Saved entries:
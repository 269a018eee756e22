/// A lazily compiled, process-wide cached `Regex` for a literal pattern.
#[macro_export]
macro_rules! regex {
    ($pat:literal) => {{
        static RE: once_cell::sync::Lazy<regex::Regex> =
            once_cell::sync::Lazy::new(|| regex::Regex::new($pat).unwrap());
        &*RE
    }};
}

/// A nested sequence combinator: `seq![reference("A"), literal("=")]`.
#[macro_export]
macro_rules! seq {
    ($($rule:expr),* $(,)?) => {
        $crate::sequence(vec![ $($rule),* ])
    };
}

/// A nested alternation combinator: `alt![reference("A"), reference("B")]`.
#[macro_export]
macro_rules! alt {
    ($($rule:expr),* $(,)?) => {
        $crate::alternation(vec![ $($rule),* ])
    };
}
//! Post-order traversal of a normalized tree.
//!
//! The walker owns the tree and a cursor (`current`, the last node eaten).
//! Order is post-order, left to right:
//!
//! ```text
//!          S
//!        /   \
//!       A     D          first node of a subtree: follow first children
//!      / \    |          node after X: first node of X's next sibling,
//!     a   b   d          otherwise X's parent
//!
//! order: a b A d D S
//! ```
//!
//! Each `eat` marks the node consumed, bumps its parent's consumed-child count
//! and hands the node to the [`Compiler`]. The compiler receives the walker
//! itself, so it can look ahead (`peek`, `read`) or pull nodes forward
//! (`eat`, `consume`) from inside its callback. Running off the end is not an
//! error: the walker keeps answering `None` and no callback fires.

use super::debug_enabled;
use super::node::{NodeFlags, NodeId, NodeRef, ParseTree};

/// Semantic callback driven by a [`Walker`].
///
/// `language` is the identifier of the language the tree was parsed with;
/// `data` is an opaque per-traversal object owned by the caller.
pub trait Compiler {
    type Data;

    fn trigger(&mut self, language: &str, node: NodeId, data: &mut Self::Data, walker: &mut Walker);
}

/// Traversal session over a normalized [`ParseTree`].
#[derive(Debug, Clone)]
pub struct Walker {
    tree: ParseTree,
    language: &'static str,
    current: Option<NodeId>,
}

impl Walker {
    pub fn new(tree: ParseTree, language: &'static str) -> Self {
        Self { tree, language, current: None }
    }

    /// Advance to the next node, hand it to `compiler`, and return it.
    pub fn eat<C: Compiler + ?Sized>(&mut self, compiler: &mut C, data: &mut C::Data) -> Option<NodeId> {
        let id = self.advance()?;
        compiler.trigger(self.language, id, data, self);
        Some(id)
    }

    /// Advance to the next node and mark it consumed without triggering the
    /// compiler.
    pub fn skip(&mut self) -> Option<NodeId> {
        self.advance()
    }

    /// Eat every remaining node; returns how many were eaten.
    pub fn execute<C: Compiler + ?Sized>(&mut self, compiler: &mut C, data: &mut C::Data) -> usize {
        let mut eaten = 0;
        while self.eat(compiler, data).is_some() {
            eaten += 1;
        }
        eaten
    }

    /// Eat nodes until one named `stop` has been eaten, and return it.
    /// Returns `None` when traversal ends first.
    pub fn consume<C: Compiler + ?Sized>(
        &mut self,
        stop: &str,
        compiler: &mut C,
        data: &mut C::Data,
    ) -> Option<NodeId> {
        loop {
            let id = self.eat(compiler, data)?;
            if self.tree[id].name == stop {
                return Some(id);
            }
        }
    }

    /// The node the next `eat` would return.
    pub fn peek(&self) -> Option<NodeId> {
        self.next_after(self.current)
    }

    /// First upcoming node named `stop`, without moving the walker.
    pub fn read(&self, stop: &str) -> Option<NodeId> {
        let mut cursor = self.current;
        loop {
            let next = self.next_after(cursor)?;
            if self.tree[next].name == stop {
                return Some(next);
            }
            cursor = Some(next);
        }
    }

    /// First descendant of `node` named `name`, depth-first.
    pub fn child(&self, node: NodeId, name: &str) -> Option<NodeId> {
        self.tree.find_child(node, name)
    }

    /// Nearest strict ancestor of `node` named `name`.
    pub fn parent(&self, node: NodeId, name: &str) -> Option<NodeId> {
        self.tree.find_ancestor(node, name)
    }

    pub fn node(&self, id: NodeId) -> NodeRef<'_> {
        self.tree.node(id)
    }

    /// Last node eaten, or `None` before traversal starts.
    pub fn current(&self) -> Option<NodeId> {
        self.current
    }

    pub fn tree(&self) -> &ParseTree {
        &self.tree
    }

    pub fn language(&self) -> &'static str {
        self.language
    }

    pub fn into_tree(self) -> ParseTree {
        self.tree
    }

    fn advance(&mut self) -> Option<NodeId> {
        let id = self.peek()?;
        self.current = Some(id);
        self.tree[id].flags.insert(NodeFlags::CONSUMED);
        if let Some(parent) = self.tree[id].parent {
            self.tree[parent].consumed_children += 1;
        }
        if debug_enabled() {
            let data = &self.tree[id];
            eprintln!("[walk:eat] node=\"{}\" span={}..{}", data.name, data.start, data.point);
        }
        Some(id)
    }

    fn next_after(&self, cursor: Option<NodeId>) -> Option<NodeId> {
        match cursor {
            None => Some(first_leaf(&self.tree, self.tree.root())),
            Some(id) => after(&self.tree, id),
        }
    }
}

/// Descend through first children until a childless node is found.
fn first_leaf(tree: &ParseTree, mut id: NodeId) -> NodeId {
    while let Some(&first) = tree[id].children.first() {
        id = first;
    }
    id
}

/// Post-order successor of `id`.
fn after(tree: &ParseTree, id: NodeId) -> Option<NodeId> {
    let parent = tree[id].parent?;
    let siblings = &tree[parent].children;
    match siblings.iter().position(|&s| s == id) {
        Some(pos) if pos + 1 < siblings.len() => Some(first_leaf(tree, siblings[pos + 1])),
        _ => Some(parent),
    }
}

#[cfg(test)]
mod tests {
    use super::*;
    use crate::engine::node::NodeData;

    struct Recorder;

    impl Compiler for Recorder {
        type Data = Vec<(String, &'static str)>;

        fn trigger(&mut self, language: &str, node: NodeId, data: &mut Self::Data, walker: &mut Walker) {
            data.push((language.to_string(), walker.node(node).name()));
        }
    }

    /// S(A(a, b), D(d))
    fn sample() -> (ParseTree, Vec<NodeId>) {
        let mut tree = ParseTree::new(NodeData::new("S", None, 0, None, NodeFlags::MATCHED, None));
        let mut ids = vec![tree.root()];
        for (name, parent) in [("A", 0), ("a", 1), ("b", 1), ("D", 0), ("d", 4)] {
            let parent = ids[parent];
            let id = tree.alloc(NodeData::new(name, Some(parent), 0, None, NodeFlags::MATCHED, None));
            tree[parent].children.push(id);
            ids.push(id);
        }
        (tree, ids)
    }

    fn names(walker: &Walker, ids: &[NodeId]) -> Vec<&'static str> {
        ids.iter().map(|&id| walker.node(id).name()).collect()
    }

    #[test]
    fn execute_visits_every_node_in_post_order() {
        let (tree, _) = sample();
        let mut walker = Walker::new(tree, "test");
        let mut seen = Vec::new();

        let eaten = walker.execute(&mut Recorder, &mut seen);

        assert_eq!(eaten, 6);
        let order: Vec<_> = seen.iter().map(|(_, name)| *name).collect();
        assert_eq!(order, vec!["a", "b", "A", "d", "D", "S"]);
        assert!(seen.iter().all(|(language, _)| language == "test"));
        assert!(walker.tree().descendants(walker.tree().root()).iter().all(|&id| walker.tree()[id].is_consumed()));
    }

    #[test]
    fn exhausted_walker_returns_none_without_triggering() {
        let (tree, _) = sample();
        let mut walker = Walker::new(tree, "test");
        let mut seen = Vec::new();
        walker.execute(&mut Recorder, &mut seen);

        assert_eq!(walker.eat(&mut Recorder, &mut seen), None);
        assert_eq!(walker.eat(&mut Recorder, &mut seen), None);
        assert_eq!(seen.len(), 6);
        assert_eq!(walker.current(), Some(walker.tree().root()));
    }

    #[test]
    fn consume_stops_after_the_named_node() {
        let (tree, ids) = sample();
        let mut walker = Walker::new(tree, "test");
        let mut seen = Vec::new();

        let stop = walker.consume("A", &mut Recorder, &mut seen);

        assert_eq!(stop, Some(ids[1]));
        assert_eq!(seen.len(), 3);
        assert_eq!(walker.tree()[ids[0]].consumed_children(), 1);
        assert_eq!(walker.consume("missing", &mut Recorder, &mut seen), None);
        assert_eq!(seen.len(), 6);
    }

    #[test]
    fn peek_and_read_do_not_move_the_walker() {
        let (tree, ids) = sample();
        let mut walker = Walker::new(tree, "test");

        assert_eq!(walker.read("D"), Some(ids[4]));
        assert_eq!(walker.peek(), Some(ids[2]));
        assert_eq!(walker.current(), None);
        assert!(!walker.tree()[ids[2]].is_consumed());

        walker.skip();
        walker.skip();
        assert_eq!(names(&walker, &[walker.peek().unwrap()]), vec!["A"]);
        assert_eq!(walker.read("a"), None);
        assert_eq!(walker.read("S"), Some(ids[0]));
        assert_eq!(walker.current(), Some(ids[3]));
    }

    #[test]
    fn lookups_search_down_and_up() {
        let (tree, ids) = sample();
        let walker = Walker::new(tree, "test");

        assert_eq!(walker.child(ids[0], "d"), Some(ids[5]));
        assert_eq!(walker.child(ids[1], "d"), None);
        assert_eq!(walker.parent(ids[5], "S"), Some(ids[0]));
        assert_eq!(walker.parent(ids[0], "S"), None);
    }

    #[test]
    fn compiler_can_pull_nodes_from_inside_its_callback() {
        struct Grouping;

        impl Compiler for Grouping {
            type Data = Vec<Vec<&'static str>>;

            fn trigger(&mut self, _: &str, node: NodeId, data: &mut Self::Data, walker: &mut Walker) {
                if walker.node(node).name() != "a" {
                    return;
                }
                let mut group = vec!["a"];
                while let Some(next) = walker.skip() {
                    group.push(walker.node(next).name());
                    if walker.node(next).name() == "A" {
                        break;
                    }
                }
                data.push(group);
            }
        }

        let (tree, _) = sample();
        let mut walker = Walker::new(tree, "test");
        let mut groups = Vec::new();
        walker.execute(&mut Grouping, &mut groups);

        assert_eq!(groups, vec![vec!["a", "b", "A"]]);
    }
}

### Task instructions
The required answer is the exact run of lines above starting at the line with "use super::*;" and ending at the line with "fn sample() ->", with both ends present.

### Result
    use super::*;
    use crate::engine::node::NodeData;

    struct Recorder;

    impl Compiler for Recorder {
        type Data = Vec<(String, &'static str)>;

        fn trigger(&mut self, language: &str, node: NodeId, data: &mut Self::Data, walker: &mut Walker) {
            data.push((language.to_string(), walker.node(node).name()));
        }
    }

    /// S(A(a, b), D(d))
    fn sample() -> (ParseTree, Vec<NodeId>) {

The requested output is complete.